Depending on when he started drinking and the amount it could have stiffled his maturation. I have followed your threads since the beginning and your husband comes across as an odd duck. I feel sorry for where you are at in life. He does not care and his odd behaviors are so immature. Let him go.


----------



## Unsure2621 (Mar 23, 2012)

Thanks Thorburn. I think that I lived with his behaviors for so long and he would always convince me that they were normal that I believe it now. The OW is an odd duck too and I am pretty sure that is what attracted the two of them together because I am pretty "normal". I actually started beating myself up for not being more obscure because that's apparently what he wants at this point in his life. I saw a photo of her wearing cut-off shorts with fish nets under them and combat boots. It reminds me of something I would have worn when I was a teenager and going through the whole non-conformist angst stage. But I grew up. I think I need to remind myself that my behavior is the healthy and normal behavior not his. He is highly immature and walking out on his family to hunt ghosts with his OW is glaring evidence of that. 

When we first moved in together I was 18. He was drinking then and he has drank every night ever since. We have been together for 14 years. I don't know why I ever put up with that. He would always convince me that it wasn't a big deal and I would just let it go. Then like I said in May he had an episode and was not the same after that. After that I started asking him "what's wrong?" all the time. Something was clearly wrong - but he always told me that it had nothing to do with me.

I do need to let him go. I think I am missing "what could have been." not what actually was. I was always the stable one.

I'm just messed up all around. I need counseling.


----------



## Pit-of-my-stomach (Nov 2, 2010)

Please understand, you are not going to reason with him. Your logic is useless. 
Please get out of the way. Allow the natural consequences of his actions to happen. If your out of the picture, when those consequences hit, he won't have you standing there to blame.

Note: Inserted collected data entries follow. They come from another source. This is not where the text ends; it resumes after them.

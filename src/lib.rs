//! Storage-agnostic query compiler.
//!
//! Declarative client queries are resolved against a schema, normalized into
//! a typed canonical model, and lowered into logical and physical plans that
//! respect what each storage backend can execute natively.

#![warn(missing_docs)]

pub mod config;
pub mod error;
pub mod query;

pub use config::{CompilerConfig, ConfigError, CostModel, Limits, SelectivityTable};
pub use error::{PipelineError, QueryError, Stage};
pub use query::{CompiledQuery, Deadline, QueryBuilder, QueryCompiler, QueryState};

Stop communicating with him other than absolutely nessasary. When you do speak with him keep it brief and professional. 

Step back. He made his choice, allow him to live with it.


----------



## Unsure2621 (Mar 23, 2012)

Thanks PIT I need that reminder. I don't know how I slipped back into a conversation with him. I was talking about our daughter and then we were on to it again. And he clearly doesn't want to talk to me. So I am just being pathetic. I honestly don't know if he can get much lower than he actually is. I'm amazed by how far he has fallen in such a short time.

The more this unravels the more I understand that this is about him and not me. He's an absolute mess.


----------



## jinba (Apr 26, 2012)

Sadly it doesn't sound to me like he cares about spending any quality time with your daughter - his loss. You've done what you can to let him know how she's feeling and how upset she is. Now it's up to him to repair his relationship with her - you can't do it for him. 

He may fail miserably from your perspective, but so be it. Just do the best you can to build a close relationship with your daughter. Let her know you're not going anywhere - that you love her - and that you'll always be there for her.

What her father does now is totally out of your control - leave him to himself and make a better life for yourself and your child.


----------



## Unsure2621 (Mar 23, 2012)

This situation becomes more bizarre each day. I can't believe I am writing this because 6 months ago I thought I lived in a healthy mature environment that was drama free. And this just seems mentally insane to me.

A team member from the WS paranormal investigation team just reached out to me. He let me know that he was suspended from the team for being a mole. (I couldn't make this up people) Members of the team accused him of feeding me information and telling me everything that the team has been doing. So he was kicked off of the team and all other members of the team blocked him on Facebook and shut off all communication with him. Except for my husband who has since moved in with him because he had nowhere else to go. 

Now understand that we are not talking about 16 year old kids even though as I read as I type that's how it sounds. We are talking about a 54 year old woman, a 44 year old woman and people in their 30's.

They have also suspended production on their "pilot" until the divorce is final. So 'when' it gets picked up by a network my WS doesn't owe me royalties. No I am not making this up.

The WS also instructed the entire "team" not to have any communication with me. Like I am an enemy or something. 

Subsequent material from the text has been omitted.